# My 1st deer - 8pt buck woohoo!



## fishwendel2 (Nov 19, 2007)

Finally after 2 years I was able to take my first deer this morning. Perfect 10 yd shot with my crossbow. Ran about 60 yds towards my vehicle so that made loading it that much easier


----------



## crappiedude (Mar 12, 2006)

congrats, I bet that blood trail was easy to follow. good shot


----------



## jake74 (Apr 3, 2005)

Great job looks like there was plenty of blood to follow.


----------



## mpd5094 (Jun 20, 2005)

Nice deer! Now you're really hooked!


----------



## tcba1987 (Jun 22, 2004)

Congrats thats a darn nice buck !!! 

Looks like he bled out nice..............i wish my doe that i shot would have bled that much............i LOST her on friday evening !!


----------



## noodle8177 (Sep 24, 2007)

Nice buck,good shot and welcome to the addication of bow hunting. Some say the addication is worse than smoking lol. I have been doing it for 15 years and still get the rush everytime one come in around the stand. When I don't get the rush no more is thr year I quit.


----------



## idontknow316 (Mar 21, 2008)

Congrats, I will hopefully stick one of those things here soon. Nice deer.


----------



## Metzie (Feb 11, 2009)

Great Job on your first bow kill. However, pics like this with all the blood give hunters a bad name. It is just fuel for the anti's fire. We need to preserve our sport. Clean em up guys and try to make them presentable for the photo.


----------



## fishwendel2 (Nov 19, 2007)

Sorry I forgot to wipe em down for the mug shot. The point of the photo was to show the perfect shot not how much blood there was. I seriously doubt any activists are cruising the OGF message boards looking for these kind of pics to fuel their fire but thanks for the tip.


----------



## Stripers4Life (May 2, 2007)

fishwendel2 said:


> Sorry I forgot to wipe em down for the mug shot. The point of the photo was to show the perfect shot not how much blood there was. I seriously doubt any activists are cruising the OGF message boards looking for these kind of pics to fuel their fire but thanks for the tip.

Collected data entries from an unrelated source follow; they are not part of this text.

//! # Host CLI
//!
//! 无头演示宿主：在内存元素树上构建一个轮播，以固定帧步进驱动
//! `tick()`，把索引变化打到日志里。用于快速验证运行时行为，
//! 也是接入真实宿主（浏览器/GUI）时的参考实现。

use anyhow::Result;
use clap::Parser;
use serde_json::json;
use tracing::info;

use carousel_runtime::{CONTAINER_CLASS, Carousel, Element, ROOT_CLASS};

/// 命令行参数
#[derive(Parser, Debug)]
#[command(name = "carousel-host", about = "无头轮播演示宿主")]
struct Args {
    /// 幻灯片数量
    #[arg(long, default_value_t = 3)]
    slides: usize,

    /// 自动前进间隔（毫秒）
    #[arg(long, default_value_t = 800.0)]
    speed: f32,

    /// 过渡名称（none / fade / slide）
    #[arg(long, default_value = "fade")]
    transition: String,

    /// 模拟运行总时长（毫秒）
    #[arg(long, default_value_t = 5000.0)]
    duration: f32,
}

/// 构建演示用的元素树：根 + 容器 + 若干带背景图的幻灯片
fn build_stage(slides: usize) -> Element {
    let root = Element::with_class("div", ROOT_CLASS);
    root.set_attribute("id", "stage");

    let container = Element::with_class("div", CONTAINER_CLASS);
    container.set_style("width", "1280px");
    container.set_style("height", "720px");
    root.append_child(&container);

    for i in 0..slides {
        let section = Element::new("section");
        section.set_text(format!("Slide {}", i + 1));

        let image = Element::with_class("img", "carousel-slide-background");
        image.set_data("effect", "ken-burns");
        image.set_data("duration", "600");
        section.append_child(&image);

        container.append_child(&section);
    }
    root
}

fn main() -> Result<()> {
    tracing_subscriber::fmt().init();
    let args = Args::parse();

    let document = Element::new("body");
    document.append_child(&build_stage(args.slides));

    let mut carousel = Carousel::from_selector(
        &document,
        "#stage",
        json!({
            "slide_speed": args.speed,
            "transition": args.transition,
            "plugins": {"markers": "dots", "navigation": "arrows"},
        }),
    )?;

    info!(
        slides = carousel.slides_count(),
        speed = args.speed,
        transition = %args.transition,
        "轮播已构建，开始驱动"
    );

    const FRAME_MS: f32 = 16.0;
    let mut elapsed = 0.0;
    let mut transitions = 0u32;
    let mut last_index = carousel.visible_slide_index();

    while elapsed < args.duration {
        carousel.tick(FRAME_MS);
        elapsed += FRAME_MS;

        let index = carousel.visible_slide_index();
        if index != last_index {
            transitions += 1;
            info!(elapsed_ms = elapsed as u32, index, "切换完成");
            last_index = index;
        }
    }

    carousel.teardown();
    info!(transitions, final_index = last_index, "演示结束");
    Ok(())
}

youd be surprised where those crazys get there ammo.


----------



## BITE-ME (Sep 5, 2005)

Nice buck and congrats on the first deer!


----------



## Flippin 416 (Aug 18, 2005)

Congrats on your first deer...and a buck to boot!!! 
What broadhead were you using?


----------



## fishintechnician (Jul 20, 2007)

Nice deer don't worry about the blood no big deal we are hunters we are used to it or should be


----------



## Stripers4Life (May 2, 2007)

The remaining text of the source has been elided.